What you have to do: All records need to be reproduced exactly. Keep every word as it is.
** Raw data follows **
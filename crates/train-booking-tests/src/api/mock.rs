//! Mock API implementation directly using the `train-booking-registry` crate

use std::sync::Arc;

use tokio::sync::oneshot;
use tokio::task::{self, JoinHandle};
use train_booking_core::{ErrorStatus, RawRequest, Request, RequestHandler, RequestKind};
use uuid::Uuid;

use super::{Api, RequestMsg, Response};

pub struct MockDispatcher {
    dispatcher: Arc<train_booking_registry::Dispatcher>,
    join_handles: Vec<JoinHandle<()>>,
}

struct MockRawRequest {
    url: &'static str,
    payload: Option<Vec<u8>>,
    kind: RequestKind,
    response_channel: oneshot::Sender<Response>,
}

pub async fn start(threads: u16, config: train_booking_core::Config) -> (MockDispatcher, Api) {
    let dispatcher = Arc::new(
        tokio::task::spawn_blocking(move || train_booking_registry::launch(&config))
            .await
            .unwrap(),
    );
    tracing::debug!(threads, ?config, "mock dispatcher started");

    let it = (0..threads).map(|_| {
        let (sender, receiver) = flume::bounded::<RequestMsg>(65536);
        let dispatcher = dispatcher.clone();
        let handle = task::spawn_blocking(move || {
            let dispatcher = &*dispatcher;
            for msg in receiver.into_iter() {
                let raw = Box::new(MockRawRequest {
                    url: msg.url,
                    payload: Some(msg.payload),
                    kind: msg.kind,
                    response_channel: msg.response_channel,
                });
                dispatcher.handle(Request::from_raw(msg.kind, msg.id, raw))
            }
        });
        (sender, handle)
    });
    let (senders, join_handles) = it.unzip();

    let mock_dispatcher = MockDispatcher {
        dispatcher,
        join_handles,
    };
    (mock_dispatcher, Api::new(senders))
}

impl MockDispatcher {
    pub async fn shutdown(self) {
        for handle in self.join_handles {
            handle.await.unwrap()
        }
        task::spawn_blocking(move || Arc::into_inner(self.dispatcher).unwrap().shutdown())
            .await
            .unwrap();
    }
}

impl RawRequest for MockRawRequest {
    fn url(&self) -> &str {
        self.url
    }

    fn method(&self) -> train_booking_core::RequestMethod {
        match self.kind {
            RequestKind::Debug => train_booking_core::RequestMethod::Get,
            _ => train_booking_core::RequestMethod::Post,
        }
    }

    fn read_bytes(&mut self) -> std::io::Result<Vec<u8>> {
        Ok(self.payload.take().unwrap_or_default())
    }
    fn read_string(&mut self) -> std::io::Result<String> {
        String::from_utf8(self.payload.take().unwrap_or_default())
            .map_err(|err| std::io::Error::new(std::io::ErrorKind::InvalidData, err))
    }

    fn respond_with_err(self: Box<Self>, status: ErrorStatus, msg: String, id: Uuid) {
        let response = Response::Error { status, msg, id };
        self.response_channel.send(response).unwrap()
    }

    fn respond_with_json(self: Box<Self>, body: String, id: Uuid) {
        let response = Response::Json { body, id };
        self.response_channel.send(response).unwrap()
    }

    fn respond_with_string(self: Box<Self>, s: String, id: Uuid) {
        let response = Response::Text { s, id };
        self.response_channel.send(response).unwrap()
    }

    fn respond_with_empty(self: Box<Self>, id: Uuid) {
        let response = Response::Empty { id };
        self.response_channel.send(response).unwrap()
    }
}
** End of Raw data **
Final answer:
filename crates/train-booking-tests/src/api/mock.rs
//! Mock API implementation directly using the `train-booking-registry` crate

use std::sync::Arc;

use tokio::sync::oneshot;
use tokio::task::{self, JoinHandle};
use train_booking_core::{ErrorStatus, RawRequest, Request, RequestHandler, RequestKind};
use uuid::Uuid;

use super::{Api, RequestMsg, Response};

pub struct MockDispatcher {
    dispatcher: Arc<train_booking_registry::Dispatcher>,
    join_handles: Vec<JoinHandle<()>>,
}

struct MockRawRequest {
    url: &'static str,
    payload: Option<Vec<u8>>,
    kind: RequestKind,
    response_channel: oneshot::Sender<Response>,
}

pub async fn start(threads: u16, config: train_booking_core::Config) -> (MockDispatcher, Api) {
    let dispatcher = Arc::new(
        tokio::task::spawn_blocking(move || train_booking_registry::launch(&config))
            .await
            .unwrap(),
    );
    tracing::debug!(threads, ?config, "mock dispatcher started");

    let it = (0..threads).map(|_| {
        let (sender, receiver) = flume::bounded::<RequestMsg>(65536);
        let dispatcher = dispatcher.clone();
        let handle = task::spawn_blocking(move || {
            let dispatcher = &*dispatcher;
            for msg in receiver.into_iter() {
                let raw = Box::new(MockRawRequest {
                    url: msg.url,
                    payload: Some(msg.payload),
                    kind: msg.kind,
                    response_channel: msg.response_channel,
                });
                dispatcher.handle(Request::from_raw(msg.kind, msg.id, raw))
            }
        });
        (sender, handle)
    });
    let (senders, join_handles) = it.unzip();

    let mock_dispatcher = MockDispatcher {
        dispatcher,
        join_handles,
    };
    (mock_dispatcher, Api::new(senders))
}

impl MockDispatcher {
    pub async fn shutdown(self) {
        for handle in self.join_handles {
            handle.await.unwrap()
        }
        task::spawn_blocking(move || Arc::into_inner(self.dispatcher).unwrap().shutdown())
            .await
            .unwrap();
    }
}

impl RawRequest for MockRawRequest {
    fn url(&self) -> &str {
        self.url
    }

    fn method(&self) -> train_booking_core::RequestMethod {
        match self.kind {
            RequestKind::Debug => train_booking_core::RequestMethod::Get,
            _ => train_booking_core::RequestMethod::Post,
        }
    }

    fn read_bytes(&mut self) -> std::io::Result<Vec<u8>> {
        Ok(self.payload.take().unwrap_or_default())
    }
    fn read_string(&mut self) -> std::io::Result<String> {
        String::from_utf8(self.payload.take().unwrap_or_default())
            .map_err(|err| std::io::Error::new(std::io::ErrorKind::InvalidData, err))
    }

    fn respond_with_err(self: Box<Self>, status: ErrorStatus, msg: String, id: Uuid) {
        let response = Response::Error { status, msg, id };
        self.response_channel.send(response).unwrap()
    }

    fn respond_with_json(self: Box<Self>, body: String, id: Uuid) {
        let response = Response::Json { body, id };
        self.response_channel.send(response).unwrap()
    }

    fn respond_with_string(self: Box<Self>, s: String, id: Uuid) {
        let response = Response::Text { s, id };
        self.response_channel.send(response).unwrap()
    }

    fn respond_with_empty(self: Box<Self>, id: Uuid) {
        let response = Response::Empty { id };
        self.response_channel.send(response).unwrap()
    }
}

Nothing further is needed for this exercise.